Energy price regulation has outlived its intended purpose

What you need to know:

  • This policy initiative was sold as a mechanism to moderate price increases and to reduce the tendency for firms to collude in price gouging.
  • Instead, the price of petroleum in Kenya exhibited great volatility with the monthly announcements of new recommended prices.
  • This was a perverse incentive for the reason that it assured traders of a return while setting an arbitrary nominal profit.
  • Immediate revocation of the regulations of December 2010 would improve public welfare in Kenya and act as a reminder that legislation, however popular and well-meant, is no substitute for clear economic thinking.

In 2006, Parliament passed the Energy Act to replace an obsolete law. Contained in the new statute were provisions that granted discretion to the Minister for Energy to draw up subsidiary legislation.

In 2010, the Minister for Energy summoned powers under section 102 (w) of the Energy Act to publish subsidiary legislation.

The most enduring and significant policy change was the introduction of the petroleum pricing regulations that established a formula for publication of recommended maximum wholesale and retail prices for petroleum products in Kenya by the Energy Regulatory Commission.

Because petroleum prices had been on an upward trend from 2003, this policy initiative was sold as a mechanism to moderate price increases and to reduce the tendency for firms to collude in price gouging.

Parliamentarians were persuaded that the Energy Regulatory Commission would ensure that private firms would not keep raising prices to the detriment of consumers.

NO SUNSET CLAUSE

The popular measure was carried through, notwithstanding sensible arguments that this price regulation mechanism was not only unnecessary, but also unlikely to achieve the intended price reductions.

While neither the Energy Act of 2006 nor the subsidiary legislation of 2010 had a sunset clause, circumstances in the international petroleum markets today present an opportunity to review this price regulation mechanism.

This review leads to the unequivocal finding that the regulations regarding the price-setting role of the Energy Regulatory Commission should be abolished.

The first reason for this is that despite the claim that the price regulation formula would ensure prices of petroleum products in Kenya would not rise, the experience is that this was not achieved.

HOARDING FUEL

Instead, the price of petroleum in Kenya exhibited great volatility with the monthly announcements of new recommended prices.

An unintended effect of the monthly adjustments was that petroleum hoarding, long queues and fuel shortages occurred on a significant scale for a few months after the introduction of the price-control formula.

The reason for this was that in anticipation of the adjustments, retailers had to consider whether to sell the entire stock of fuel within the month or hoard it and try to raise their margins in the subsequent month.

A dispassionate review of the performance of the formula would have to lead to the conclusion that it was a grand symbolic policy gesture that failed to solve the problem that it was meant for.

BELOW $80 PER BARREL

That history aside, this requirement has become an unnecessary burden to the Energy Regulatory Commission (ERC) since the international prices of crude petroleum have been falling again.
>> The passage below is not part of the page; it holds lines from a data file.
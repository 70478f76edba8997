//! Train/test splitting and training-pair materialization.
use std::collections::HashSet;

use rand::Rng;

use super::{ItemId, Timestamp, UserId};
use data::{Interaction, Interactions};

/// Partition a dense interaction table into per-user train and test
/// item lists.
///
/// With `time_order` unset, `ceil(test_size * len)` row indices are
/// drawn uniformly **with replacement**; the drawn rows (with
/// multiplicity, in draw order) become the test rows and the complement
/// of the drawn index *set* becomes the train rows. A row index drawn
/// twice therefore appears twice in the test lists, and the train set
/// is "all rows untouched by any draw" rather than "all rows minus
/// exactly k". This mirrors the splits produced by earlier runs of the
/// pipeline and is kept for compatibility.
///
/// With `time_order` set, each user's interactions are sorted by
/// timestamp and split chronologically. `test_size` is a dual-unit
/// parameter: if its integer truncation is nonzero it is an absolute
/// per-user count (the last `test_size as usize` interactions become
/// test), otherwise it is a fraction (train takes the first
/// `ceil(n * (1 - test_size))` interactions). Passing `2.0` and `0.2`
/// therefore mean entirely different things.
///
/// Timestamps are stripped from the returned lists: temporal-mode lists
/// are in chronological order, random-mode lists in subset row order.
pub fn split_train_test<R: Rng>(
    interactions: &Interactions,
    rng: &mut R,
    test_size: f64,
    time_order: bool,
) -> (Vec<Vec<ItemId>>, Vec<Vec<ItemId>>) {
    let num_users = interactions.num_users();

    let (train_user_list, test_user_list) = if time_order {
        split_by_time(interactions, num_users, test_size)
    } else {
        split_at_random(interactions, num_users, rng, test_size)
    };

    (strip_timestamps(train_user_list), strip_timestamps(test_user_list))
}

fn split_at_random<R: Rng>(
    interactions: &Interactions,
    num_users: usize,
    rng: &mut R,
    test_size: f64,
) -> (Vec<Vec<(Timestamp, ItemId)>>, Vec<Vec<(Timestamp, ItemId)>>) {
    let data = interactions.data();
    let num_rows = data.len();
    let num_draws = (num_rows as f64 * test_size).ceil() as usize;

    let mut drawn = Vec::with_capacity(num_draws);
    for _ in 0..num_draws {
        drawn.push(rng.gen_range(0, num_rows));
    }

    let drawn_set: HashSet<usize> = drawn.iter().cloned().collect();

    let test_rows = drawn.iter().map(|&idx| &data[idx]);
    let train_rows = (0..num_rows)
        .filter(|idx| !drawn_set.contains(idx))
        .map(|idx| &data[idx]);

    (
        create_user_list(train_rows, num_users),
        create_user_list(test_rows, num_users),
    )
}

fn split_by_time(
    interactions: &Interactions,
    num_users: usize,
    test_size: f64,
) -> (Vec<Vec<(Timestamp, ItemId)>>, Vec<Vec<(Timestamp, ItemId)>>) {
    let user_list = create_user_list(interactions.data().iter(), num_users);

    let mut train_user_list = Vec::with_capacity(num_users);
    let mut test_user_list = Vec::with_capacity(num_users);

    for mut item_list in user_list {
        item_list.sort_by_key(|&(timestamp, _)| timestamp);

        let (train_items, test_items) = if test_size.trunc() != 0.0 {
            // Absolute-count split: the last `test_size` interactions
            // are held out for testing, and the window immediately
            // before them is a validation slice of the same width.
            let num_test = test_size as usize;

            let cut = item_list.len().saturating_sub(num_test);
            let test_items = item_list.split_off(cut);

            let cut = item_list.len().saturating_sub(num_test);
            let _valid_items = item_list.split_off(cut);
            // The validation slice is intentionally discarded here.
            // TODO: thread it through ProcessedDataset as an optional
            // valid_user_list field.

            (item_list, test_items)
        } else {
            // Fractional split, reachable only for 0 < test_size < 1.
            let cut = (item_list.len() as f64 * (1.0 - test_size)).ceil() as usize;
            let test_items = item_list.split_off(cut);

            (item_list, test_items)
        };

        train_user_list.push(train_items);
        test_user_list.push(test_items);
    }

    (train_user_list, test_user_list)
}

fn create_user_list<'a, I>(rows: I, num_users: usize) -> Vec<Vec<(Timestamp, ItemId)>>
where
    I: Iterator<Item = &'a Interaction>,
{
    let mut user_list = vec![Vec::new(); num_users];

    for interaction in rows {
        user_list[interaction.user_id()].push((interaction.timestamp(), interaction.item_id()));
    }

    user_list
}

fn strip_timestamps(user_list: Vec<Vec<(Timestamp, ItemId)>>) -> Vec<Vec<ItemId>> {
    user_list
        .into_iter()
        .map(|items| items.into_iter().map(|(_, item_id)| item_id).collect())
        .collect()
}

/// Flatten per-user train lists into explicit `(user, item)` training
/// pairs, in ascending user order with per-user item order preserved.
/// Duplicate interactions yield duplicate pairs.
pub fn create_pairs(user_list: &[Vec<ItemId>]) -> Vec<(UserId, ItemId)> {
    let mut pairs = Vec::new();

    for (user_id, item_list) in user_list.iter().enumerate() {
        pairs.extend(item_list.iter().map(|&item_id| (user_id, item_id)));
    }

    pairs
}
In the last week, prices of the index barrel of crude petroleum in Europe and the United States have both fallen below $80 per barrel. The high prices that justified the introduction of the formula for wholesale and retail prices no longer obtain.
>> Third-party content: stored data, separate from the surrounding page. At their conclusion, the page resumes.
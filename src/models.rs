use std::fmt;

use chrono::NaiveDateTime;
use serde::{Deserialize, Serialize};

/// Text format used for deadlines, both on disk and in user input.
pub const DEADLINE_FORMAT: &str = "%Y-%m-%d %H:%M";

/// Lowest (most urgent) priority value.
pub const PRIORITY_HIGH: u8 = 1;
/// Highest (least urgent) priority value.
pub const PRIORITY_LOW: u8 = 3;

/// Represents a single task in the tracker.
#[derive(Serialize, Deserialize, Debug, Clone, PartialEq, Eq)]
pub struct Task {
    /// Storage row id, assigned once the task has been persisted.
    #[serde(default)]
    pub id: Option<i64>,
    /// Short title. Together with `deadline` it forms the store identity.
    pub title: String,
    /// Free-form notes; empty when the user left it out.
    #[serde(default)]
    pub description: String,
    /// When the task is due, in local time with minute precision.
    #[serde(with = "deadline_serde")]
    pub deadline: NaiveDateTime,
    /// User-chosen grouping such as "Work" or "Finance".
    pub category: String,
    /// 1 = high, 2 = medium, 3 = low.
    pub priority: u8,
    /// Whether the task has been completed.
    #[serde(default)]
    pub completed: bool,
    /// Set once a reminder fired for this task. Never persisted.
    #[serde(skip)]
    pub reminder_shown: bool,
}

impl Task {
    /// Creates an active task that has not been stored yet.
    pub fn new(
        title: impl Into<String>,
        description: impl Into<String>,
        deadline: NaiveDateTime,
        category: impl Into<String>,
        priority: u8,
    ) -> Self {
        Task {
            id: None,
            title: title.into(),
            description: description.into(),
            deadline,
            category: category.into(),
            priority,
            completed: false,
            reminder_shown: false,
        }
    }

    /// Deadline rendered in [`DEADLINE_FORMAT`].
    pub fn deadline_text(&self) -> String {
        format_deadline(&self.deadline)
    }

    /// Case-insensitive substring match over title, description and category.
    ///
    /// `needle` must already be lowercase.
    pub(crate) fn matches_lowercase(&self, needle: &str) -> bool {
        self.title.to_lowercase().contains(needle)
            || self.description.to_lowercase().contains(needle)
            || self.category.to_lowercase().contains(needle)
    }
}

impl fmt::Display for Task {
    fn fmt(&self, f: &mut fmt::Formatter<'_>) -> fmt::Result {
        let status = if self.completed { "✓" } else { "✗" };
        write!(
            f,
            "[{}] {} ({}, Priority: {}) - {} (Deadline: {})",
            status,
            self.title,
            self.category,
            self.priority,
            self.description,
            self.deadline_text()
        )
    }
}

/// Raw, unvalidated fields collected by a front-end for a new task.
///
/// Everything is kept as text so that validation (and its error messages)
/// lives in one place, [`crate::manager::TaskManager::add_task`].
#[derive(Debug, Clone, Default)]
pub struct TaskInput {
    pub title: String,
    pub description: String,
    /// Expected as `YYYY-MM-DD HH:MM`.
    pub deadline: String,
    pub category: String,
    pub priority: String,
}

/// Formats a deadline the way it is stored.
pub fn format_deadline(deadline: &NaiveDateTime) -> String {
    deadline.format(DEADLINE_FORMAT).to_string()
}

/// Parses a deadline in [`DEADLINE_FORMAT`], tolerating surrounding whitespace.
pub fn parse_deadline(text: &str) -> Result<NaiveDateTime, chrono::ParseError> {
    NaiveDateTime::parse_from_str(text.trim(), DEADLINE_FORMAT)
}

/// Serde adapter that reads and writes deadlines in [`DEADLINE_FORMAT`].
mod deadline_serde {
    use chrono::NaiveDateTime;
    use serde::{de, Deserialize, Deserializer, Serializer};

    pub fn serialize<S: Serializer>(deadline: &NaiveDateTime, serializer: S) -> Result<S::Ok, S::Error> {
        serializer.serialize_str(&super::format_deadline(deadline))
    }

    pub fn deserialize<'de, D: Deserializer<'de>>(deserializer: D) -> Result<NaiveDateTime, D::Error> {
        let text = String::deserialize(deserializer)?;
        super::parse_deadline(&text).map_err(de::Error::custom)
    }
}
//! Error kinds surfaced by the store and the task manager.
//!
//! Each kind maps to a different user-facing outcome:
//! - [`ValidationError`]: bad input, nothing was applied.
//! - [`SelectionError`]: nothing (or nothing valid) was selected.
//! - [`StorageError`]: the database could not be read or written.

use thiserror::Error;

pub type TaskResult<T> = Result<T, TaskError>;

/// Input field that failed validation.
#[derive(Debug, Clone, Copy, PartialEq, Eq)]
pub enum Field {
    Title,
    Category,
    Priority,
    Deadline,
}

impl std::fmt::Display for Field {
    fn fmt(&self, f: &mut std::fmt::Formatter<'_>) -> std::fmt::Result {
        let name = match self {
            Field::Title => "title",
            Field::Category => "category",
            Field::Priority => "priority",
            Field::Deadline => "deadline",
        };
        f.write_str(name)
    }
}

#[derive(Debug, Error, PartialEq, Eq)]
pub enum ValidationError {
    #[error("please fill in the {0} field")]
    Missing(Field),
    #[error("priority must be 1, 2, or 3 (got '{0}')")]
    InvalidPriority(String),
    #[error("invalid deadline '{0}': use YYYY-MM-DD HH:MM")]
    InvalidDeadline(String),
    #[error("deadline {0} is not in the future")]
    PastDeadline(String),
}

impl ValidationError {
    /// The input field this error refers to.
    pub fn field(&self) -> Field {
        match self {
            Self::Missing(field) => *field,
            Self::InvalidPriority(_) => Field::Priority,
            Self::InvalidDeadline(_) | Self::PastDeadline(_) => Field::Deadline,
        }
    }
}

#[derive(Debug, Error, PartialEq, Eq)]
pub enum SelectionError {
    #[error("please select a task")]
    NothingSelected,
    #[error("no task at position {index} (list has {len} tasks)")]
    OutOfRange { index: usize, len: usize },
    #[error("no task with id {0}")]
    UnknownId(i64),
}

#[derive(Debug, Error)]
pub enum StorageError {
    #[error("database error: {0}")]
    Sqlite(#[from] rusqlite::Error),
    #[error("corrupt task record: {0}")]
    Corrupt(String),
}

#[derive(Debug, Error)]
pub enum TaskError {
    #[error(transparent)]
    Validation(#[from] ValidationError),
    #[error(transparent)]
    Selection(#[from] SelectionError),
    #[error(transparent)]
    Storage(#[from] StorageError),
    #[error("terminal I/O failed: {0}")]
    Io(#[from] std::io::Error),
    #[error("could not encode tasks as JSON: {0}")]
    Encode(#[from] serde_json::Error),
}

impl TaskError {
    /// Short heading for dialogs and status lines.
    pub fn kind(&self) -> &'static str {
        match self {
            Self::Validation(_) => "Invalid input",
            Self::Selection(_) => "No selection",
            Self::Storage(_) => "Storage failure",
            Self::Io(_) => "Terminal failure",
            Self::Encode(_) => "Output failure",
        }
    }
}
The Cabinet secretary for Energy ought to rescind the sections of the regulations related to price regulation, since the conditions that justified the price control mechanism are no longer a reality.
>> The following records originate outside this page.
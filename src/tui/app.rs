use std::collections::VecDeque;

use chrono::NaiveDateTime;
use ratatui::widgets::TableState;

use crate::commands::ABOUT_TEXT;
use crate::error::{Field, TaskError};
use crate::manager::TaskManager;
use crate::models::{Task, TaskInput};
use crate::storage::TaskStore;

#[derive(Debug, Clone, Copy, PartialEq, Eq)]
pub enum InputMode {
    Normal,
    Adding,
    Searching,
}

/// Steps of the "Add Task" wizard, in prompt order.
#[derive(Debug, Clone, Copy, PartialEq, Eq, Default)]
pub enum AddStep {
    #[default]
    Title,
    Description,
    Category,
    Priority,
    Deadline,
}

impl AddStep {
    fn next(self) -> Option<AddStep> {
        match self {
            AddStep::Title => Some(AddStep::Description),
            AddStep::Description => Some(AddStep::Category),
            AddStep::Category => Some(AddStep::Priority),
            AddStep::Priority => Some(AddStep::Deadline),
            AddStep::Deadline => None,
        }
    }

    fn for_field(field: Field) -> AddStep {
        match field {
            Field::Title => AddStep::Title,
            Field::Category => AddStep::Category,
            Field::Priority => AddStep::Priority,
            Field::Deadline => AddStep::Deadline,
        }
    }

    pub fn prompt(self) -> &'static str {
        match self {
            AddStep::Title => "Add Task: Enter Title",
            AddStep::Description => "Add Task: Enter Description (Optional)",
            AddStep::Category => "Add Task: Enter Category",
            AddStep::Priority => "Add Task: Enter Priority (1=High, 2=Medium, 3=Low)",
            AddStep::Deadline => "Add Task: Enter Deadline (YYYY-MM-DD HH:MM)",
        }
    }
}

/// State for the multi-step "Add Task" wizard.
#[derive(Default)]
pub struct AddState {
    pub step: AddStep,
    pub input: TaskInput,
}

impl AddState {
    fn field_mut(&mut self) -> &mut String {
        match self.step {
            AddStep::Title => &mut self.input.title,
            AddStep::Description => &mut self.input.description,
            AddStep::Category => &mut self.input.category,
            AddStep::Priority => &mut self.input.priority,
            AddStep::Deadline => &mut self.input.deadline,
        }
    }
}

/// A modal message box: reminders, warnings, the about text.
#[derive(Debug, Clone, PartialEq, Eq)]
pub struct Popup {
    pub title: String,
    pub body: String,
}

pub struct App<S: TaskStore> {
    pub manager: TaskManager<S>,
    /// Positions in `manager.tasks()` that are currently shown, in order.
    pub visible: Vec<usize>,
    pub state: TableState,
    pub input_mode: InputMode,
    pub input_buffer: String,
    pub search_query: String,
    pub add_state: AddState,
    pub popups: VecDeque<Popup>,
}

impl<S: TaskStore> App<S> {
    pub fn new(manager: TaskManager<S>) -> App<S> {
        let mut app = App {
            manager,
            visible: Vec::new(),
            state: TableState::default(),
            input_mode: InputMode::Normal,
            input_buffer: String::new(),
            search_query: String::new(),
            add_state: AddState::default(),
            popups: VecDeque::new(),
        };
        app.refresh();
        app
    }

    /// Recomputes the visible rows from the search filter and clamps the
    /// selection.
    pub fn refresh(&mut self) {
        self.visible = self
            .manager
            .search(&self.search_query)
            .with_positions()
            .map(|(i, _)| i)
            .collect();

        if self.visible.is_empty() {
            self.state.select(None);
        } else if let Some(i) = self.state.selected() {
            if i >= self.visible.len() {
                self.state.select(Some(self.visible.len() - 1));
            }
        } else {
            self.state.select(Some(0));
        }
    }

    /// Rows to draw, in display order.
    pub fn visible_tasks(&self) -> impl Iterator<Item = &Task> {
        self.visible.iter().filter_map(|&i| self.manager.get(i))
    }

    pub fn next(&mut self) {
        if self.visible.is_empty() { return; }
        let i = match self.state.selected() {
            Some(i) if i + 1 < self.visible.len() => i + 1,
            _ => 0,
        };
        self.state.select(Some(i));
    }

    pub fn previous(&mut self) {
        if self.visible.is_empty() { return; }
        let i = match self.state.selected() {
            Some(0) | None => self.visible.len() - 1,
            Some(i) => i - 1,
        };
        self.state.select(Some(i));
    }

    /// Position in the manager's list of the highlighted row.
    fn selected_position(&self) -> Option<usize> {
        self.state
            .selected()
            .and_then(|row| self.visible.get(row).copied())
    }

    pub fn complete_selected(&mut self) {
        let selected = self.selected_position();
        let result = self.manager.mark_completed(selected).map(|_| ());
        if let Err(e) = result {
            self.report(e);
        }
        self.refresh();
    }

    pub fn delete_selected(&mut self) {
        let selected = self.selected_position();
        let result = self.manager.remove_task(selected).map(|_| ());
        if let Err(e) = result {
            self.report(e);
        }
        self.refresh();
    }

    pub fn sort_by_priority(&mut self) {
        self.manager.sort_by_priority();
        self.refresh();
    }

    pub fn sort_by_deadline(&mut self) {
        self.manager.sort_by_deadline();
        self.refresh();
    }

    pub fn start_add(&mut self) {
        self.input_mode = InputMode::Adding;
        self.add_state = AddState::default();
        self.input_buffer.clear();
    }

    pub fn start_search(&mut self) {
        self.input_mode = InputMode::Searching;
        self.input_buffer = self.search_query.clone();
    }

    pub fn push_char(&mut self, c: char) {
        self.input_buffer.push(c);
        self.sync_search();
    }

    pub fn pop_char(&mut self) {
        self.input_buffer.pop();
        self.sync_search();
    }

    /// Search filters live, on every keystroke.
    fn sync_search(&mut self) {
        if self.input_mode == InputMode::Searching {
            self.search_query = self.input_buffer.clone();
            self.refresh();
        }
    }

    pub fn cancel_input(&mut self) {
        if self.input_mode == InputMode::Searching {
            self.search_query.clear();
            self.refresh();
        }
        self.input_mode = InputMode::Normal;
        self.input_buffer.clear();
    }

    /// Handles Enter in the current input mode.
    pub fn handle_input(&mut self, now: NaiveDateTime) {
        match self.input_mode {
            InputMode::Adding => self.handle_adding_input(now),
            InputMode::Searching => {
                self.input_mode = InputMode::Normal;
                self.input_buffer.clear();
            }
            InputMode::Normal => {}
        }
    }

    fn handle_adding_input(&mut self, now: NaiveDateTime) {
        *self.add_state.field_mut() = std::mem::take(&mut self.input_buffer);
        if let Some(step) = self.add_state.step.next() {
            self.add_state.step = step;
            self.input_buffer = self.add_state.field_mut().clone();
            return;
        }

        let result = self.manager.add_task(self.add_state.input.clone(), now).map(|_| ());
        match result {
            Ok(_) => {
                self.input_mode = InputMode::Normal;
                self.refresh();
            }
            Err(TaskError::Validation(e)) => {
                // Jump back to the offending field with its text prefilled.
                self.add_state.step = AddStep::for_field(e.field());
                self.input_buffer = self.add_state.field_mut().clone();
                self.report(TaskError::Validation(e));
            }
            Err(e) => {
                self.input_mode = InputMode::Normal;
                self.report(e);
            }
        }
    }

    /// Runs a reminder scan and queues one popup per reminder.
    pub fn scan_reminders(&mut self, now: NaiveDateTime) {
        for r in self.manager.scan_reminders(now) {
            self.popups.push_back(Popup {
                title: "Reminder".into(),
                body: r.message(),
            });
        }
    }

    pub fn show_about(&mut self) {
        self.popups.push_back(Popup {
            title: "About".into(),
            body: ABOUT_TEXT.into(),
        });
    }

    pub fn dismiss_popup(&mut self) {
        self.popups.pop_front();
    }

    fn report(&mut self, err: TaskError) {
        self.popups.push_back(Popup {
            title: err.kind().into(),
            body: err.to_string(),
        });
    }
}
While this price regulation policy was intended to protect Kenyan consumers from exploitation in the form of price hikes, the design of the formula had a particularly bad condition.

ARBITRARY PROFIT

The market process was undermined by the fact that the formula fixed a Sh6 premium in all prices and thereby assured all wholesale and retail traders of a profit for their sold product.

This was a perverse incentive for the reason that it assured traders of a return while setting an arbitrary nominal profit. In these circumstances, the incentives for competition and innovation in the retail and wholesale portions of this industry were effectively blunted.

Clearly, the revocation of the regulations would reintroduce the need for competition and innovation among firms.  

It is important to ask what the effects of the revocation of the price control formula would be.

IMMEDIATE REVOCATION

While reduced prices of crude petroleum at the international level have rendered the price-regulation formula redundant, other regulators such as the Competition Authority of Kenya would be at hand to respond to the possibility of collusion in Kenya.

Immediate revocation of the regulations of December 2010 would improve public welfare in Kenya and act as a reminder that legislation, however popular and well-meant, is no substitute for clear economic thinking.

The last four years of the regulations are a good reminder that Kenya’s Parliament needs to, as a rule, consider sunset clauses for all laws and regulations. Otherwise, the country may end up with immutable laws when the circumstances that justified their enactment are long gone.